=== Begin Enclosure ===

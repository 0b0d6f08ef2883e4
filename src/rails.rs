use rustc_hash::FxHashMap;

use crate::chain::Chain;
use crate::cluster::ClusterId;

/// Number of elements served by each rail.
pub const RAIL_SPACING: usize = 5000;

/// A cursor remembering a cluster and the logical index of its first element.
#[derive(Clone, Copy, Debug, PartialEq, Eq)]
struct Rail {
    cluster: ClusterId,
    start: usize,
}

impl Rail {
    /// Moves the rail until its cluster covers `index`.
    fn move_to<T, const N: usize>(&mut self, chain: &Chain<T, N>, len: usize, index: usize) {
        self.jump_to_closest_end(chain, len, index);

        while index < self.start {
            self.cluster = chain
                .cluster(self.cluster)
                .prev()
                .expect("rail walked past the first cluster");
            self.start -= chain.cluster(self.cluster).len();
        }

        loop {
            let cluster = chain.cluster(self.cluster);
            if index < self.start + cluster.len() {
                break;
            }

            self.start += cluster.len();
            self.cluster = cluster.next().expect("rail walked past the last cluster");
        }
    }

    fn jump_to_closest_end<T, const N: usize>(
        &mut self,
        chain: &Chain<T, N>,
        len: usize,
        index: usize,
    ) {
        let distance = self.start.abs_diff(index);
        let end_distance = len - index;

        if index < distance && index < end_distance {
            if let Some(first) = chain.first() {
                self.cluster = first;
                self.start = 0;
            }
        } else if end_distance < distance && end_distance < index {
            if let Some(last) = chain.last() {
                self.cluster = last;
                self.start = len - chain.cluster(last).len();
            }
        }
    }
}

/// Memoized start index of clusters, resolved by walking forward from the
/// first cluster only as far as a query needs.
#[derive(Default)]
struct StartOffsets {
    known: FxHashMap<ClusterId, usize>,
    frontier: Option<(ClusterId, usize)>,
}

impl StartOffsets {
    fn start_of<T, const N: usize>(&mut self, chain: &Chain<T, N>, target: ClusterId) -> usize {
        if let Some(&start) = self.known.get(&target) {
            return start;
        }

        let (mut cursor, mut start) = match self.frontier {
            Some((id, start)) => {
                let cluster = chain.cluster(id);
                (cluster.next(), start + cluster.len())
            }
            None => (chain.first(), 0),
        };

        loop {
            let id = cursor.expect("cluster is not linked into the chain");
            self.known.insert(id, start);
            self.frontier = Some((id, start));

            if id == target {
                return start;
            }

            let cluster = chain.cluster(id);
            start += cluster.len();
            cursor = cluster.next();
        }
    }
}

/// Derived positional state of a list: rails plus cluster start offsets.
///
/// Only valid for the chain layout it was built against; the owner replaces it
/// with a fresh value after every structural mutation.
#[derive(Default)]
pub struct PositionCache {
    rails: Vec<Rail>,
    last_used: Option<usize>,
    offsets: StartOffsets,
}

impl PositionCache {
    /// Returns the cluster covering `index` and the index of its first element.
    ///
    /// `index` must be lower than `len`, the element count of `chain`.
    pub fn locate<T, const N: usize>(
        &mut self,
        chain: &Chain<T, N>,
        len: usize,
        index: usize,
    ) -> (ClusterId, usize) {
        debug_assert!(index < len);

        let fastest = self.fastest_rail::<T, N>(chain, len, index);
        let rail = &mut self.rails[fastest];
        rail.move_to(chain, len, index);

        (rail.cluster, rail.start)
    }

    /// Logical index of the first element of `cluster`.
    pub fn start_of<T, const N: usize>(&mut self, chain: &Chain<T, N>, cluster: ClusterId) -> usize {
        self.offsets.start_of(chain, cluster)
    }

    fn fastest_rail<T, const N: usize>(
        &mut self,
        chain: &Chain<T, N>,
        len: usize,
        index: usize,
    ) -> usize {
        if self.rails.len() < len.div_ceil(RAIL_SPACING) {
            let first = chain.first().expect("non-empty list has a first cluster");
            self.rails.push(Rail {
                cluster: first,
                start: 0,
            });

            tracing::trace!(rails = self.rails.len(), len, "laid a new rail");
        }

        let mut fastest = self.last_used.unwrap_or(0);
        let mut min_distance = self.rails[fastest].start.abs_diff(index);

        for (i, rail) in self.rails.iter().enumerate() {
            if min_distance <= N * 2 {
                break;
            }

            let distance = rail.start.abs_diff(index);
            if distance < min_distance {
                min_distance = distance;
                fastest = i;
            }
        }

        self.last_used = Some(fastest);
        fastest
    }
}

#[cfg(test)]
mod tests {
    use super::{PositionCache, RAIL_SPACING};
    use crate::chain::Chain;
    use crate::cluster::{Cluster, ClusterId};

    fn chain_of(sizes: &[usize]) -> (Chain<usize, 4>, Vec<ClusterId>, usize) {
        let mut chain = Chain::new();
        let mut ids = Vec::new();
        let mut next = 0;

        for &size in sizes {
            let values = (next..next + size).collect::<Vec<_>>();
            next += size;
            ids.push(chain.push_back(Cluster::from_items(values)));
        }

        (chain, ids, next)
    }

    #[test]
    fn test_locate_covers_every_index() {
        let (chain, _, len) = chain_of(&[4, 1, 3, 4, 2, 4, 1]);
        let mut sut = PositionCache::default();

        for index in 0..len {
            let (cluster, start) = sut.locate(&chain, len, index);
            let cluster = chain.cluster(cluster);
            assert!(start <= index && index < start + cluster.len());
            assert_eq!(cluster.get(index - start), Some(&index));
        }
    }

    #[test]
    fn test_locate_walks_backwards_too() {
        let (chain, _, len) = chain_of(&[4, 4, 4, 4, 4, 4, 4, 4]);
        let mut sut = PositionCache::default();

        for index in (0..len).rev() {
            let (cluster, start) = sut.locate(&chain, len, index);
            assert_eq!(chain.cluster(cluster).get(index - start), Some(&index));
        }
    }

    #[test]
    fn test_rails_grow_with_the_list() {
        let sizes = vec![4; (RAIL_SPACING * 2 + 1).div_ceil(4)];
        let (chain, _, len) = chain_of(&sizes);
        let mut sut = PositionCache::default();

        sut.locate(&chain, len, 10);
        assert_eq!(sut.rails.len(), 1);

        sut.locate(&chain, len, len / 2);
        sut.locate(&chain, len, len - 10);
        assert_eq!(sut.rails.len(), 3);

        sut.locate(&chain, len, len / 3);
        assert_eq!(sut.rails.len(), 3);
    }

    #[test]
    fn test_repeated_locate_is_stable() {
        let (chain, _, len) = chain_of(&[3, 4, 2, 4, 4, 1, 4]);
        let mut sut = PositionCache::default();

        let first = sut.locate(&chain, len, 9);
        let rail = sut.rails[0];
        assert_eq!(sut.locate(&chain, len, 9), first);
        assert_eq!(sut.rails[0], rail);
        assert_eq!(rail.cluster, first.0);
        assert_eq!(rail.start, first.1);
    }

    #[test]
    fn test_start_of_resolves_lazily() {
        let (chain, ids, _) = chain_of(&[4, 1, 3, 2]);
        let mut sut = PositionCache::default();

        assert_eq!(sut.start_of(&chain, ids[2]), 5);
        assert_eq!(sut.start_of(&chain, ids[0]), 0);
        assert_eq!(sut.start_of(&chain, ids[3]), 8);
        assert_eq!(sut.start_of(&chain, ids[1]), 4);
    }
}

=== End Enclosure ===

● **What you are asked to do**:
Take the entries above and return all of them exactly.

● **Solution to the problem**:
repository 0b0d6f08ef2883e4
filename src/rails.rs
use rustc_hash::FxHashMap;

use crate::chain::Chain;
use crate::cluster::ClusterId;

/// Number of elements served by each rail.
pub const RAIL_SPACING: usize = 5000;

/// A cursor remembering a cluster and the logical index of its first element.
#[derive(Clone, Copy, Debug, PartialEq, Eq)]
struct Rail {
    cluster: ClusterId,
    start: usize,
}

impl Rail {
    /// Moves the rail until its cluster covers `index`.
    fn move_to<T, const N: usize>(&mut self, chain: &Chain<T, N>, len: usize, index: usize) {
        self.jump_to_closest_end(chain, len, index);

        while index < self.start {
            self.cluster = chain
                .cluster(self.cluster)
                .prev()
                .expect("rail walked past the first cluster");
            self.start -= chain.cluster(self.cluster).len();
        }

        loop {
            let cluster = chain.cluster(self.cluster);
            if index < self.start + cluster.len() {
                break;
            }

            self.start += cluster.len();
            self.cluster = cluster.next().expect("rail walked past the last cluster");
        }
    }

    fn jump_to_closest_end<T, const N: usize>(
        &mut self,
        chain: &Chain<T, N>,
        len: usize,
        index: usize,
    ) {
        let distance = self.start.abs_diff(index);
        let end_distance = len - index;

        if index < distance && index < end_distance {
            if let Some(first) = chain.first() {
                self.cluster = first;
                self.start = 0;
            }
        } else if end_distance < distance && end_distance < index {
            if let Some(last) = chain.last() {
                self.cluster = last;
                self.start = len - chain.cluster(last).len();
            }
        }
    }
}

/// Memoized start index of clusters, resolved by walking forward from the
/// first cluster only as far as a query needs.
#[derive(Default)]
struct StartOffsets {
    known: FxHashMap<ClusterId, usize>,
    frontier: Option<(ClusterId, usize)>,
}

impl StartOffsets {
    fn start_of<T, const N: usize>(&mut self, chain: &Chain<T, N>, target: ClusterId) -> usize {
        if let Some(&start) = self.known.get(&target) {
            return start;
        }

        let (mut cursor, mut start) = match self.frontier {
            Some((id, start)) => {
                let cluster = chain.cluster(id);
                (cluster.next(), start + cluster.len())
            }
            None => (chain.first(), 0),
        };

        loop {
            let id = cursor.expect("cluster is not linked into the chain");
            self.known.insert(id, start);
            self.frontier = Some((id, start));

            if id == target {
                return start;
            }

            let cluster = chain.cluster(id);
            start += cluster.len();
            cursor = cluster.next();
        }
    }
}

/// Derived positional state of a list: rails plus cluster start offsets.
///
/// Only valid for the chain layout it was built against; the owner replaces it
/// with a fresh value after every structural mutation.
#[derive(Default)]
pub struct PositionCache {
    rails: Vec<Rail>,
    last_used: Option<usize>,
    offsets: StartOffsets,
}

impl PositionCache {
    /// Returns the cluster covering `index` and the index of its first element.
    ///
    /// `index` must be lower than `len`, the element count of `chain`.
    pub fn locate<T, const N: usize>(
        &mut self,
        chain: &Chain<T, N>,
        len: usize,
        index: usize,
    ) -> (ClusterId, usize) {
        debug_assert!(index < len);

        let fastest = self.fastest_rail::<T, N>(chain, len, index);
        let rail = &mut self.rails[fastest];
        rail.move_to(chain, len, index);

        (rail.cluster, rail.start)
    }

    /// Logical index of the first element of `cluster`.
    pub fn start_of<T, const N: usize>(&mut self, chain: &Chain<T, N>, cluster: ClusterId) -> usize {
        self.offsets.start_of(chain, cluster)
    }

    fn fastest_rail<T, const N: usize>(
        &mut self,
        chain: &Chain<T, N>,
        len: usize,
        index: usize,
    ) -> usize {
        if self.rails.len() < len.div_ceil(RAIL_SPACING) {
            let first = chain.first().expect("non-empty list has a first cluster");
            self.rails.push(Rail {
                cluster: first,
                start: 0,
            });

            tracing::trace!(rails = self.rails.len(), len, "laid a new rail");
        }

        let mut fastest = self.last_used.unwrap_or(0);
        let mut min_distance = self.rails[fastest].start.abs_diff(index);

        for (i, rail) in self.rails.iter().enumerate() {
            if min_distance <= N * 2 {
                break;
            }

            let distance = rail.start.abs_diff(index);
            if distance < min_distance {
                min_distance = distance;
                fastest = i;
            }
        }

        self.last_used = Some(fastest);
        fastest
    }
}

#[cfg(test)]
mod tests {
    use super::{PositionCache, RAIL_SPACING};
    use crate::chain::Chain;
    use crate::cluster::{Cluster, ClusterId};

    fn chain_of(sizes: &[usize]) -> (Chain<usize, 4>, Vec<ClusterId>, usize) {
        let mut chain = Chain::new();
        let mut ids = Vec::new();
        let mut next = 0;

        for &size in sizes {
            let values = (next..next + size).collect::<Vec<_>>();
            next += size;
            ids.push(chain.push_back(Cluster::from_items(values)));
        }

        (chain, ids, next)
    }

    #[test]
    fn test_locate_covers_every_index() {
        let (chain, _, len) = chain_of(&[4, 1, 3, 4, 2, 4, 1]);
        let mut sut = PositionCache::default();

        for index in 0..len {
            let (cluster, start) = sut.locate(&chain, len, index);
            let cluster = chain.cluster(cluster);
            assert!(start <= index && index < start + cluster.len());
            assert_eq!(cluster.get(index - start), Some(&index));
        }
    }

    #[test]
    fn test_locate_walks_backwards_too() {
        let (chain, _, len) = chain_of(&[4, 4, 4, 4, 4, 4, 4, 4]);
        let mut sut = PositionCache::default();

        for index in (0..len).rev() {
            let (cluster, start) = sut.locate(&chain, len, index);
            assert_eq!(chain.cluster(cluster).get(index - start), Some(&index));
        }
    }

    #[test]
    fn test_rails_grow_with_the_list() {
        let sizes = vec![4; (RAIL_SPACING * 2 + 1).div_ceil(4)];
        let (chain, _, len) = chain_of(&sizes);
        let mut sut = PositionCache::default();

        sut.locate(&chain, len, 10);
        assert_eq!(sut.rails.len(), 1);

        sut.locate(&chain, len, len / 2);
        sut.locate(&chain, len, len - 10);
        assert_eq!(sut.rails.len(), 3);

        sut.locate(&chain, len, len / 3);
        assert_eq!(sut.rails.len(), 3);
    }

    #[test]
    fn test_repeated_locate_is_stable() {
        let (chain, _, len) = chain_of(&[3, 4, 2, 4, 4, 1, 4]);
        let mut sut = PositionCache::default();

        let first = sut.locate(&chain, len, 9);
        let rail = sut.rails[0];
        assert_eq!(sut.locate(&chain, len, 9), first);
        assert_eq!(sut.rails[0], rail);
        assert_eq!(rail.cluster, first.0);
        assert_eq!(rail.start, first.1);
    }

    #[test]
    fn test_start_of_resolves_lazily() {
        let (chain, ids, _) = chain_of(&[4, 1, 3, 2]);
        let mut sut = PositionCache::default();

        assert_eq!(sut.start_of(&chain, ids[2]), 5);
        assert_eq!(sut.start_of(&chain, ids[0]), 0);
        assert_eq!(sut.start_of(&chain, ids[3]), 8);
        assert_eq!(sut.start_of(&chain, ids[1]), 4);
    }
}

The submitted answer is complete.